_Problem requirements_: From the entries below, report how many lines contain the string "whole". Give only that number.
BEGIN
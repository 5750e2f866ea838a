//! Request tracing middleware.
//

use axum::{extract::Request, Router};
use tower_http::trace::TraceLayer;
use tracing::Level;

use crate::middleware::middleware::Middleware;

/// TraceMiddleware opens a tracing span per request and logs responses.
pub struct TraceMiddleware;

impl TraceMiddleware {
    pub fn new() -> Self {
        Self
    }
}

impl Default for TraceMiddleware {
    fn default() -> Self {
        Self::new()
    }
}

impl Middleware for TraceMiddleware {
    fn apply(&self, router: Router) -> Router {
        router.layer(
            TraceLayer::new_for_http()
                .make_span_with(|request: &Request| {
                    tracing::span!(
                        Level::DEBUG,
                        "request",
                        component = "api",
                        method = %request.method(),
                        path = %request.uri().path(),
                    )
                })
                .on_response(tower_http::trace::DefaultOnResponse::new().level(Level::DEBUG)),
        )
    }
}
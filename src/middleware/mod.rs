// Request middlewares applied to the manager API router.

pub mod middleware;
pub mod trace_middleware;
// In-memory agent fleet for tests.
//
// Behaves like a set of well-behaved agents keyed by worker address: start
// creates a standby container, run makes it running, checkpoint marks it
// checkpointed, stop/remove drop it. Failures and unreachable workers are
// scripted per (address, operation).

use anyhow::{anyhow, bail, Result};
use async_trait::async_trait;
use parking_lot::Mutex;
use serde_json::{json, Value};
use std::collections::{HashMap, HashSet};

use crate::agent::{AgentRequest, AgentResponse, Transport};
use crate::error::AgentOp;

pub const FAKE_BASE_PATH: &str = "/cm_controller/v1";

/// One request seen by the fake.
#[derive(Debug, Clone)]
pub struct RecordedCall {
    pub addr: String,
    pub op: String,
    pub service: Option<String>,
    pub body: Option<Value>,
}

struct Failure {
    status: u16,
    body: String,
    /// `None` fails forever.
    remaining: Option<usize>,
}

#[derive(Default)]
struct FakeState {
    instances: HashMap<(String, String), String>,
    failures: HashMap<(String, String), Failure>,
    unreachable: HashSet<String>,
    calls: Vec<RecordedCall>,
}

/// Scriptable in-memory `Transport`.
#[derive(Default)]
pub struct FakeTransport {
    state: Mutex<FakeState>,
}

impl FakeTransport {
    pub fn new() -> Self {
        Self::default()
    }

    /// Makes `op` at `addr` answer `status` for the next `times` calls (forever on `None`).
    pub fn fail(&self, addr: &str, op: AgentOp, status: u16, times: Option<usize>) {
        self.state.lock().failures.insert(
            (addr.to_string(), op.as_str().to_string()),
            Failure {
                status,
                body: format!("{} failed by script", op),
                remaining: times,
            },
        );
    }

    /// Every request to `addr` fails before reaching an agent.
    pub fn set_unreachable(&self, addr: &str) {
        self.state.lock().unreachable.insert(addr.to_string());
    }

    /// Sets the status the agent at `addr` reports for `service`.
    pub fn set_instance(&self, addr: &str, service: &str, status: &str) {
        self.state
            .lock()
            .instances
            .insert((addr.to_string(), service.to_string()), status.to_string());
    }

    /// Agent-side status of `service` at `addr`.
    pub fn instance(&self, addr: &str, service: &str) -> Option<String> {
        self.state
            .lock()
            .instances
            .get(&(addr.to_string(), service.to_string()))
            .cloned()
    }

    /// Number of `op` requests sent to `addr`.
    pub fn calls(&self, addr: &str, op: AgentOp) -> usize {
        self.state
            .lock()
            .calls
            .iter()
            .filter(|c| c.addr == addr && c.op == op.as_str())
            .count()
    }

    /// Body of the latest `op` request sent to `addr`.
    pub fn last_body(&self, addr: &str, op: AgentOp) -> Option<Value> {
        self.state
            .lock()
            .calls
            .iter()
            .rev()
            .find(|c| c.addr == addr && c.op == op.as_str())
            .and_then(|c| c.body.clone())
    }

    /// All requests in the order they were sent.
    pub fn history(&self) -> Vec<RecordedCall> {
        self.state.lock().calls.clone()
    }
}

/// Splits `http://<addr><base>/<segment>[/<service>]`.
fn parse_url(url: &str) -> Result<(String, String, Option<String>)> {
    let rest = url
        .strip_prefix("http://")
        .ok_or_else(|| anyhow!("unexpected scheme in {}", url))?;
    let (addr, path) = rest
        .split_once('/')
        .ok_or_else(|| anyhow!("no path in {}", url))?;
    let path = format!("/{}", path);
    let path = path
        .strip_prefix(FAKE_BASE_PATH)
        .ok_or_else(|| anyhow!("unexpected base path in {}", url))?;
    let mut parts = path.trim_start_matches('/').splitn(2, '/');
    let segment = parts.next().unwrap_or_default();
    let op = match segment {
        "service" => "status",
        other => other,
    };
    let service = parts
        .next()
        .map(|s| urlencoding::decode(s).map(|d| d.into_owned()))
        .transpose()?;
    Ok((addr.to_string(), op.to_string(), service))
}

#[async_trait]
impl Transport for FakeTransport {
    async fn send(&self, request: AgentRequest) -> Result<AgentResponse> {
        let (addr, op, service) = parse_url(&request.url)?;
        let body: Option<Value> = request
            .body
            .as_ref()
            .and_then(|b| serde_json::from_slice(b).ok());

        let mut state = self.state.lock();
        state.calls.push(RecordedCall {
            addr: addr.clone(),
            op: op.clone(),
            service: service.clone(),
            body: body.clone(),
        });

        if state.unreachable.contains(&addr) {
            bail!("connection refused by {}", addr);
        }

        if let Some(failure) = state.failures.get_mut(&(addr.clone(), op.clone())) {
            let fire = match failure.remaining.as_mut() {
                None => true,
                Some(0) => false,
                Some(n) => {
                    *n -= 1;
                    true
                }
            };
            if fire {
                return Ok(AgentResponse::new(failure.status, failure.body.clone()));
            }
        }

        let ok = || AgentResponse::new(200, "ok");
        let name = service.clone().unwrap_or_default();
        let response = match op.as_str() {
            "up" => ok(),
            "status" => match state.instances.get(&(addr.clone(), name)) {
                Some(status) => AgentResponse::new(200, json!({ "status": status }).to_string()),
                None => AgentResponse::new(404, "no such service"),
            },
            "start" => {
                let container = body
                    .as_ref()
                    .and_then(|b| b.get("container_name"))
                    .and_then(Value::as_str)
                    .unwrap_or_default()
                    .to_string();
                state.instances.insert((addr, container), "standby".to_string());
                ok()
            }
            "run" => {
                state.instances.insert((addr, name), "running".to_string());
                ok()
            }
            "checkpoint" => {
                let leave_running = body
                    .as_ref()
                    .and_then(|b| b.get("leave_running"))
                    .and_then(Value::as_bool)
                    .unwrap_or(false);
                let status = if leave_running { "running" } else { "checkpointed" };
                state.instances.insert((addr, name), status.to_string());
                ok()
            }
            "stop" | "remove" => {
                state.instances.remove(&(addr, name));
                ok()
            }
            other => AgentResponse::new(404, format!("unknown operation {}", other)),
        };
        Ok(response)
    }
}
END
BEGIN
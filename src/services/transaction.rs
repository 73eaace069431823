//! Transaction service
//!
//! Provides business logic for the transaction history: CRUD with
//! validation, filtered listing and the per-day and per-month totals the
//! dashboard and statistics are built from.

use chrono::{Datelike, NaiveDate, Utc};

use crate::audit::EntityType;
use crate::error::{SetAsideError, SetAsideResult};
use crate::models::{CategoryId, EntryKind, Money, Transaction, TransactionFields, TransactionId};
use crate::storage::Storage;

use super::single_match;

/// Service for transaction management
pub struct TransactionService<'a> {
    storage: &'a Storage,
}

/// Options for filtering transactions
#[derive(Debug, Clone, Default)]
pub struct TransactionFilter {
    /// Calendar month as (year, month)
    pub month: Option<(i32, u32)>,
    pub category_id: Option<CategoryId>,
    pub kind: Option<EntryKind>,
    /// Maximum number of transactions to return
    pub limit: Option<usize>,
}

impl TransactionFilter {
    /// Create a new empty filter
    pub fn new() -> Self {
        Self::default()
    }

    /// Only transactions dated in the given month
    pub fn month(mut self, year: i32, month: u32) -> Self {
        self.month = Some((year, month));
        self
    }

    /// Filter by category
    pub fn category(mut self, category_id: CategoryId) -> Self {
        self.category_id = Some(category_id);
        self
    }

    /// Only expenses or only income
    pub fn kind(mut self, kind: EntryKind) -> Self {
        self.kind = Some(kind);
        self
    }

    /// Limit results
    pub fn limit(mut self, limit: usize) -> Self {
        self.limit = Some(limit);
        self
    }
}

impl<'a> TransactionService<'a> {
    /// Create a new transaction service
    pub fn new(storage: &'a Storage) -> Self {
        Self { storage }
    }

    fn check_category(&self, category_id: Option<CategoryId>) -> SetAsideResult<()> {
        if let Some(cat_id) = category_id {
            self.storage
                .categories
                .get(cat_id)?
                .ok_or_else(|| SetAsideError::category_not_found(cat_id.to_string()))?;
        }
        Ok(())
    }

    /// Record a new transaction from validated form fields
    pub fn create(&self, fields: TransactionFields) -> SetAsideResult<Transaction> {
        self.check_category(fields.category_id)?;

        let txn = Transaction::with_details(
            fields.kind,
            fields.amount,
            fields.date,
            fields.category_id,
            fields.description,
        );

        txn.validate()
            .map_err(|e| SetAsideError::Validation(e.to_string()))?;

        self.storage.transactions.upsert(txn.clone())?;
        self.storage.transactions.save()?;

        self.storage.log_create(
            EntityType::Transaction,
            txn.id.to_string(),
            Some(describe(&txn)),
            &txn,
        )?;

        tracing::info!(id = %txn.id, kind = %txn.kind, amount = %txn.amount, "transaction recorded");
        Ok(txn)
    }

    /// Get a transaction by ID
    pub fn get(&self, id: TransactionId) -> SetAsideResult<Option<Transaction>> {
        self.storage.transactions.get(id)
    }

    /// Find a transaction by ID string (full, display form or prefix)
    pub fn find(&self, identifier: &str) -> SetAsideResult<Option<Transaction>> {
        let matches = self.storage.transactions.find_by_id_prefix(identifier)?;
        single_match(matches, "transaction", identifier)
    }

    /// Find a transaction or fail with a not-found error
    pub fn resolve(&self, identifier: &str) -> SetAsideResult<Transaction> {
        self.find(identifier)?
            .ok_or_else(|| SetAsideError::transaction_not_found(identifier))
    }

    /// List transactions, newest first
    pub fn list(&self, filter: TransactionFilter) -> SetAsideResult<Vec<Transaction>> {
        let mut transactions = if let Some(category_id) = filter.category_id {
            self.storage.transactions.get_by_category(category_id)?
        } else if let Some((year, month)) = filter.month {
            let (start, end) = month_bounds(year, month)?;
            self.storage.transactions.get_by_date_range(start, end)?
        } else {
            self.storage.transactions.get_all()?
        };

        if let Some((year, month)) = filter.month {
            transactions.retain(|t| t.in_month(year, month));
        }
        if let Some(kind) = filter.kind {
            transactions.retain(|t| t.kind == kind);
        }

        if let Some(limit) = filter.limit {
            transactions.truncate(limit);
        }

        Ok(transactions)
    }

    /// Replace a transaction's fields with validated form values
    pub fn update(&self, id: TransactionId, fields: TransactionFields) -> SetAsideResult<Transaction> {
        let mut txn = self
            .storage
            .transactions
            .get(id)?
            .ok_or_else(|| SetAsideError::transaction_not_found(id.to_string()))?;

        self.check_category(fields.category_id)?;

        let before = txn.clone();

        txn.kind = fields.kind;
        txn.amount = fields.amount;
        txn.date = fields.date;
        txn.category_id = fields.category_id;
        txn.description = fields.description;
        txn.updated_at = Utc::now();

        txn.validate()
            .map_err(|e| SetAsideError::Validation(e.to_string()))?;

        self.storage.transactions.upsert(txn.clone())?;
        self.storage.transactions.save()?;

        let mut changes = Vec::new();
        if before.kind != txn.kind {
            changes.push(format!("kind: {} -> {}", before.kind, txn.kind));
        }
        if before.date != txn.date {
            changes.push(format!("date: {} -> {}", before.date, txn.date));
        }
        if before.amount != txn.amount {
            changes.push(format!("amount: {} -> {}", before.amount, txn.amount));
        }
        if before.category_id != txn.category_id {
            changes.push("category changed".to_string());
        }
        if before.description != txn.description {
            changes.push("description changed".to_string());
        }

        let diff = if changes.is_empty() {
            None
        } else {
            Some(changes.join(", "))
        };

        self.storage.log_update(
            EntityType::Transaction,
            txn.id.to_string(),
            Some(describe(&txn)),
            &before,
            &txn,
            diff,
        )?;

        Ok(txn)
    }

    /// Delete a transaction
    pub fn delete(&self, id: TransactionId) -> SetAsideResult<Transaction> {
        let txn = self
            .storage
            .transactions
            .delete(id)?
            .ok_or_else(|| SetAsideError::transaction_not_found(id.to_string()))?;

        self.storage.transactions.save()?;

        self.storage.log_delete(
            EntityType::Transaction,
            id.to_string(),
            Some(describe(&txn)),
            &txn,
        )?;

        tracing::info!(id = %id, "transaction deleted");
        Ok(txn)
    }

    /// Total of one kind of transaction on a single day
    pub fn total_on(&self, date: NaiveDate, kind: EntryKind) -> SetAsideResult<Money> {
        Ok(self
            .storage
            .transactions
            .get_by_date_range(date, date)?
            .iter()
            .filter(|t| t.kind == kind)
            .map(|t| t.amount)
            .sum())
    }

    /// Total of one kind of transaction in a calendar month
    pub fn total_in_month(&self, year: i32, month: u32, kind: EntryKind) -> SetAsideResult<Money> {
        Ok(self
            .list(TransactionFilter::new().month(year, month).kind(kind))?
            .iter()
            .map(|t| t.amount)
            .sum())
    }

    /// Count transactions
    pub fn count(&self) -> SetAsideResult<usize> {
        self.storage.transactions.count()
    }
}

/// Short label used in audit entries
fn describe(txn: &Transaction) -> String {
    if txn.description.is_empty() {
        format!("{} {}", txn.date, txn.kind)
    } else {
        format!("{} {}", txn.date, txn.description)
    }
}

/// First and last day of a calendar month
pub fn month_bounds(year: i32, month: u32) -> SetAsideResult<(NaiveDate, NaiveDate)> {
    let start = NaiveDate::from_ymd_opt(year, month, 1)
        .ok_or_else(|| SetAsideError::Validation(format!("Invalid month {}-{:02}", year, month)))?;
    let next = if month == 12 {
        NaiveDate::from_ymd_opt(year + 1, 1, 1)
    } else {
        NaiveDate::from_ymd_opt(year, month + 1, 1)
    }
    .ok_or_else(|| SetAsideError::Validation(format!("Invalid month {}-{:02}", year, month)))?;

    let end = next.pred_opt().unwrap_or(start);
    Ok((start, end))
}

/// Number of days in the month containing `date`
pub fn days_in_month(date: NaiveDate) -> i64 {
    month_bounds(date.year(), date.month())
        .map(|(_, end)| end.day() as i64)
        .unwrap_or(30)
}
END
BEGIN
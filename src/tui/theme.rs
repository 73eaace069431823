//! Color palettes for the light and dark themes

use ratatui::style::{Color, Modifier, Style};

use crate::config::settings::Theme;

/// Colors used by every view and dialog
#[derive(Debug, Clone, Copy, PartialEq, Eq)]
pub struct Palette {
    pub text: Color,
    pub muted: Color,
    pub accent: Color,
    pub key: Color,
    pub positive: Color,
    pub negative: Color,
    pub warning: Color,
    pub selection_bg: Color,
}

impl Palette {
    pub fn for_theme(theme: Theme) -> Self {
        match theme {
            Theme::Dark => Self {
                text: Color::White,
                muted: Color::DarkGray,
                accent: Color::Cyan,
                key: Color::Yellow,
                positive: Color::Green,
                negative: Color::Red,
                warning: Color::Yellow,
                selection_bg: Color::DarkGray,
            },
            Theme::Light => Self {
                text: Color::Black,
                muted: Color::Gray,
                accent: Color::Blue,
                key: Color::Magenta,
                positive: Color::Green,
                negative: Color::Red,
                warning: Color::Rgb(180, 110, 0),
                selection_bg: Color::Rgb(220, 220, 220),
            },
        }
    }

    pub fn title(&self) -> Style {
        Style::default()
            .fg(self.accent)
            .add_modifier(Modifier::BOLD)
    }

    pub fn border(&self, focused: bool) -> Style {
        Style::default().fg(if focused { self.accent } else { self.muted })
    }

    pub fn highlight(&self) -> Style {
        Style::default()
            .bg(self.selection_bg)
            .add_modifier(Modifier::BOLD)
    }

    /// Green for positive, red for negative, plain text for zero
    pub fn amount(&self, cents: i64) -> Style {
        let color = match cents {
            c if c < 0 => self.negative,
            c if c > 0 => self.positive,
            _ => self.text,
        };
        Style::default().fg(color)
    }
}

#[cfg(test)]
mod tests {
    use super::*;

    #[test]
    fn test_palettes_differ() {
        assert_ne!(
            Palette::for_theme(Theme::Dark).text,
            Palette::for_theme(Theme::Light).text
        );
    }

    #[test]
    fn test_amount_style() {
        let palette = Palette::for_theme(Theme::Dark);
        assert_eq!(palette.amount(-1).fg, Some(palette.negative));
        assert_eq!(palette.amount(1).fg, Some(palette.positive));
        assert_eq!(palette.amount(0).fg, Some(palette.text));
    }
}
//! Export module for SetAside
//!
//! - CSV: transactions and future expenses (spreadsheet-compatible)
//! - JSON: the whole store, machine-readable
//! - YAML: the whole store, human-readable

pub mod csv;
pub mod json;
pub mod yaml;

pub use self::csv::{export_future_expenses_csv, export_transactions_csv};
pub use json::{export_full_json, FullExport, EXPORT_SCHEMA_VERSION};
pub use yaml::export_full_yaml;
END
_Output for this exercise_: 2